There has been a great deal of work to alleviate the domain shift using UDA [30]. Early methods attempted to learn domain-invariant representations or to take instance importance into consideration to bridge the gap between the source and target domains. In addition, due to the ability of deep learning to disentangle explanatory factors of variations, efforts have been made to learn more transferable features. Recent works in UDA incorporated discrepancy measures into network architectures to align feature distributions between source and target domains [18, 19]. This was achieved by either minimizing the distribution discrepancy between feature distribution statistics, e.g., maximum mean discrepancy (MMD), or adversarially learning the feature representations to fool a domain classifier in a two-player minimax game [18].

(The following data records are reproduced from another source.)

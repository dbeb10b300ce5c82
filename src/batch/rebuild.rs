//! Main-thread batch rebuilds and the batch/fallback visibility swap.

use super::{combine_pass, BatchEntity};
use crate::material::VoxelMaterialHandles;
use crate::world::World;
use bevy::prelude::*;

/// Rebuild up to `budget` dirty batches: concatenate the members' staged
/// buffers, upload one combined mesh per pass, and spawn/update the batch
/// entities. Batches that end up with no members are dropped entirely.
pub fn rebuild_batches(
    world: &mut World,
    commands: &mut Commands,
    meshes: &mut Assets<Mesh>,
    materials: &VoxelMaterialHandles,
    budget: usize,
) {
    // Split borrows: member mesh data lives in the chunk map, the batch
    // records in the batch table.
    let (chunks, batches) = world.chunks_and_batches();
    for _ in 0..budget {
        let Some(key) = batches.pop_dirty() else {
            break;
        };
        let Some(batch) = batches.batches.get_mut(&key) else {
            continue;
        };

        let mut members = Vec::new();
        for coords in batch.slots.iter().flatten() {
            if let Some(chunk) = chunks.get(coords) {
                if let Some(data) = &chunk.mesh_data {
                    members.push((*coords, data));
                }
            }
        }

        let opaque = combine_pass(batch.bx, batch.bz, &members, false);
        let transparent = combine_pass(batch.bx, batch.bz, &members, true);
        batch.opaque_vertex_count = opaque.vertex_count();
        batch.transparent_vertex_count = transparent.vertex_count();

        let origin = batch.world_origin();
        let (bx, bz) = (batch.bx, batch.bz);
        apply_batch_pass(
            commands,
            meshes,
            &opaque,
            materials.opaque.clone(),
            origin,
            (bx, bz),
            &mut batch.opaque_mesh,
            &mut batch.opaque_entity,
        );
        apply_batch_pass(
            commands,
            meshes,
            &transparent,
            materials.transparent.clone(),
            origin,
            (bx, bz),
            &mut batch.transparent_mesh,
            &mut batch.transparent_entity,
        );

        if batch.slots.iter().all(Option::is_none) {
            // Last member unregistered; both passes were just cleared.
            batches.batches.remove(&key);
        }
    }
}

#[allow(clippy::too_many_arguments)]
fn apply_batch_pass(
    commands: &mut Commands,
    meshes: &mut Assets<Mesh>,
    staged: &crate::chunk::StagedBuffers,
    material: Handle<crate::material::VoxelExtendedMaterial>,
    origin: Vec3,
    key: (i32, i32),
    mesh_slot: &mut Option<Handle<Mesh>>,
    entity_slot: &mut Option<Entity>,
) {
    if staged.is_empty() {
        if let Some(handle) = mesh_slot.take() {
            meshes.remove(&handle);
        }
        if let Some(entity) = entity_slot.take() {
            commands.entity(entity).despawn();
        }
        return;
    }

    let mesh = staged.clone().into_mesh();
    match mesh_slot.as_ref() {
        Some(handle) => {
            if let Some(existing) = meshes.get_mut(handle) {
                *existing = mesh;
            } else {
                let handle = meshes.add(mesh);
                *mesh_slot = Some(handle.clone());
                if let Some(entity) = entity_slot.as_ref() {
                    commands.entity(*entity).insert(handle);
                }
            }
        }
        None => {
            let handle = meshes.add(mesh);
            *mesh_slot = Some(handle.clone());
            let entity = commands
                .spawn((
                    MaterialMeshBundle {
                        mesh: handle,
                        material,
                        transform: Transform::from_translation(origin),
                        ..default()
                    },
                    BatchEntity { bx: key.0, bz: key.1 },
                ))
                .id();
            *entity_slot = Some(entity);
        }
    }
}

/// Swap between combined batch meshes and per-chunk fallback rendering.
///
/// Batches whose center lies inside the expanded view box draw their
/// combined meshes and hide their members' individual entities; batches
/// still waiting on a rebuild leave the members visible. Everything outside
/// the box is hidden until streaming catches up or evicts it.
#[allow(clippy::needless_pass_by_value)]
pub fn update_batch_visibility(world: Res<World>, mut visibilities: Query<&mut Visibility>) {
    let (ccx, ccz) = world.center_chunk;
    let batch_view = world.view_distance / 2 + 1;
    let (cbx, cbz) = (ccx.div_euclid(super::BATCH_SPAN), ccz.div_euclid(super::BATCH_SPAN));

    let mut set = |entity: Option<Entity>, visible: bool| {
        if let Some(entity) = entity {
            if let Ok(mut v) = visibilities.get_mut(entity) {
                *v = if visible { Visibility::Visible } else { Visibility::Hidden };
            }
        }
    };

    for batch in world.batches.batches.values() {
        let in_box = (batch.bx - cbx).abs() <= batch_view && (batch.bz - cbz).abs() <= batch_view;
        let combined = batch.has_combined_mesh();

        set(batch.opaque_entity, in_box && combined);
        set(batch.transparent_entity, in_box && combined);

        for coords in batch.slots.iter().flatten() {
            if let Some(chunk) = world.chunks.get(coords) {
                let fallback = in_box && !combined;
                set(chunk.opaque_entity, fallback);
                set(chunk.transparent_entity, fallback);
            }
        }
    }
}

Recently, self-training based UDA presents a powerful means to counter unknown labels in the target domain [33], surpassing the adversarial learning-based methods in many discriminative UDA benchmarks, e.g., classification and segmentation (i.e., pixel-wise classification) [23, 26, 31]. The core idea behind the deep self-training based UDA is to iteratively generate a set of one-hot (or smoothed) pseudo-labels in the target domain, followed by retraining the network based on these pseudo-labels with target data [33]. Since outputs of the previous round can be noisy, it is critical to only select the high confidence prediction as reliable pseudo-label. In discriminative self-training with softmax output unit and cross-entropy objective, it is natural to define the confidence for a sample as the max of its output softmax probabilities [33]. Calibrating the uncertainty of the regression task, however, can be more challenging. Because of the insufficient target data and unreliable pseudo-labels, there can be both epistemic and aleatoric uncertainties [3] in self-training UDA. In addition, while the self-training UDA has demonstrated its effectiveness on classification and segmentation, via the reliable pseudo-label selection based on the softmax discrete histogram, the same approach for generative tasks, such as image synthesis, is underexplored.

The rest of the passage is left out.